La violence expliquée aux vieux

Le monde est-il moins violent qu’avant ? Probablement. En tout cas, si on vit en Europe…

Un livre pour les moins de 60 ans aussi

Voilà une drôle de série que nous sortent les éditions 10/18 : “Le monde expliqué aux vieux”. Soit 4 petits livres aux couleurs fluo : “Facebook”, “La solitude”, “Lady Gaga”, et le présent ouvrage “La violence”. Cette série est écrite en collaboration avec “Usbek & Rica” , un nom bizarre pour une revue à laquelle je suis abonné. Elle se présente comme “le magazine qui explore le futur”, qui se distingue par ses sujets originaux (“Faire l’amour en 2050” , “A quand un droit des robots ?” , “Se téléporter comme dans Star Trek” ) et pour son graphisme rétro-futuriste…

Revues de Usbek & Rica
La violence entourée par Usbek & Rica

Expliquer aux “vieux” est, évidemment, un prétexte pour remettre dans le contexte notre perception des choses, et dans le cadre de la violence, pour se rendre compte que ce n’était pas mieux avant – je veux dire, que ce n’était pas moins violent ! L’âge minimum pour lire cet ouvrage n’est donc pas 60 ans !

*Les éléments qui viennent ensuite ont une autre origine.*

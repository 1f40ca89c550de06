//! Held-out Gaussian log-likelihood for covariance model selection.
//!
//! Candidates are compared on the same rank subspace: the likelihood uses
//! the pseudo-determinant and pseudo-inverse over the top-`rank`
//! eigenvectors, so a rank-deficient estimate is scored on the directions
//! it actually models.

use rand::seq::SliceRandom;
use rand::SeedableRng;
use rand_xoshiro::Xoshiro256PlusPlus;

use crate::constants::LOG_2PI;
use crate::linalg::eigh_desc;
use crate::types::{Matrix, Vector};

/// Split `n_windows` window indices into `folds` shuffled test folds.
///
/// Returns `(train, test)` index pairs. Fold sizes differ by at most one.
/// Zero folds yield no splits.
pub fn kfold_splits(n_windows: usize, folds: usize, seed: u64) -> Vec<(Vec<usize>, Vec<usize>)> {
    if folds == 0 {
        return Vec::new();
    }
    let mut order: Vec<usize> = (0..n_windows).collect();
    let mut rng = Xoshiro256PlusPlus::seed_from_u64(seed);
    order.shuffle(&mut rng);

    (0..folds)
        .map(|k| {
            let start = k * n_windows / folds;
            let end = (k + 1) * n_windows / folds;
            let mut test: Vec<usize> = order[start..end].to_vec();
            let mut train: Vec<usize> =
                order[..start].iter().chain(&order[end..]).copied().collect();
            test.sort_unstable();
            train.sort_unstable();
            (train, test)
        })
        .collect()
}

/// Mean per-sample log-likelihood of `samples` (channels × N, centered on
/// `mean`) under `N(mean, cov)` restricted to the top-`rank` eigenspace.
///
/// Returns `None` when a retained eigenvalue is not positive, when `rank`
/// exceeds the channel count, or when the shapes disagree.
pub fn gaussian_log_likelihood(
    cov: &Matrix,
    rank: usize,
    samples: &Matrix,
    mean: &Vector,
) -> Option<f64> {
    let channels = cov.nrows();
    let n = samples.ncols();
    if n == 0 || rank == 0 || rank > channels {
        return None;
    }
    if cov.ncols() != channels || samples.nrows() != channels || mean.len() != channels {
        return None;
    }
    let (values, vectors) = eigh_desc(cov);
    let basis = vectors.columns(0, rank);

    let mut centered = samples.clone();
    for mut col in centered.column_iter_mut() {
        col -= mean;
    }
    // Coordinates of the samples in the retained eigenbasis.
    let coords = basis.transpose() * centered;

    let mut log_det = 0.0;
    let mut mahal = 0.0;
    for i in 0..rank {
        let lambda = values[i];
        if !(lambda > 0.0) {
            return None;
        }
        log_det += lambda.ln();
        mahal += coords.row(i).norm_squared() / lambda;
    }

    Some(-0.5 * (rank as f64 * LOG_2PI + log_det + mahal / n as f64))
}

#[cfg(test)]
mod tests {
    use super::*;

    #[test]
    fn test_kfold_partitions_everything() {
        let splits = kfold_splits(10, 3, 42);
        assert_eq!(splits.len(), 3);
        let mut seen: Vec<usize> = splits.iter().flat_map(|(_, test)| test.clone()).collect();
        seen.sort_unstable();
        assert_eq!(seen, (0..10).collect::<Vec<_>>());
        for (train, test) in &splits {
            assert_eq!(train.len() + test.len(), 10);
            assert!(test.iter().all(|t| !train.contains(t)));
        }
    }

    #[test]
    fn test_kfold_zero_folds_is_empty() {
        assert!(kfold_splits(10, 0, 1).is_empty());
        let splits = kfold_splits(2, 3, 1);
        assert_eq!(splits.len(), 3);
        assert_eq!(splits.iter().map(|(_, test)| test.len()).sum::<usize>(), 2);
    }

    #[test]
    fn test_kfold_deterministic() {
        assert_eq!(kfold_splits(12, 4, 7), kfold_splits(12, 4, 7));
    }

    #[test]
    fn test_log_likelihood_at_mean() {
        let cov = Matrix::identity(3, 3);
        let samples = Matrix::zeros(3, 4);
        let ll = gaussian_log_likelihood(&cov, 3, &samples, &Vector::zeros(3)).unwrap();
        assert!((ll + 0.5 * 3.0 * LOG_2PI).abs() < 1e-12);
    }

    #[test]
    fn test_true_covariance_scores_higher() {
        // Samples spread with variance 4 along every axis.
        let samples = Matrix::from_row_slice(2, 4, &[2.0, -2.0, 2.0, -2.0, 2.0, 2.0, -2.0, -2.0]);
        let mean = Vector::zeros(2);
        let score = |variance: f64| {
            gaussian_log_likelihood(&(Matrix::identity(2, 2) * variance), 2, &samples, &mean)
        };
        let good = score(4.0).unwrap();
        let bad = score(0.1).unwrap();
        assert!(good > bad);
    }

    #[test]
    fn test_rank_deficient_rejected() {
        let cov = Matrix::from_diagonal(&Vector::from_vec(vec![1.0, 0.0]));
        let samples = Matrix::zeros(2, 3);
        assert!(gaussian_log_likelihood(&cov, 2, &samples, &Vector::zeros(2)).is_none());
        assert!(gaussian_log_likelihood(&cov, 1, &samples, &Vector::zeros(2)).is_some());
    }

    #[test]
    fn test_inconsistent_shapes_rejected() {
        let cov = Matrix::identity(2, 2);
        let samples = Matrix::zeros(2, 3);
        let mean = Vector::zeros(2);
        assert!(gaussian_log_likelihood(&cov, 3, &samples, &mean).is_none());
        assert!(gaussian_log_likelihood(&cov, 2, &Matrix::zeros(3, 3), &mean).is_none());
        assert!(gaussian_log_likelihood(&cov, 2, &samples, &Vector::zeros(3)).is_none());
        assert!(gaussian_log_likelihood(&cov, 2, &samples, &mean).is_some());
    }
}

Pour nous raconter tout ça, c’est Cécile Colette, journaliste tout terrain pour la revue susmentionnée, mais aussi pour ARTE, qui relève le gant.

Guerres 2.0

Elle nous rappelle d’abord que la violence, il n’y a pas si longtemps, c’étaient les guerres ! Si aujourd’hui quelques militaires morts en mission entraînent un deuil national, l’hommage du chef de l’État et l’indignation de l’opinion publique, à l’époque de nos grand-parents, les soldats n’étaient que de la chair à canon !

C’est un fait : les conflits dans le monde sont en diminution.

Et en ce qui nous concerne, Européen, quand il y a une guerre, elle se passe dans un pays lointain : nous la vivons au travers d’images nous donnant moins de sensations qu’un Call Of Duty !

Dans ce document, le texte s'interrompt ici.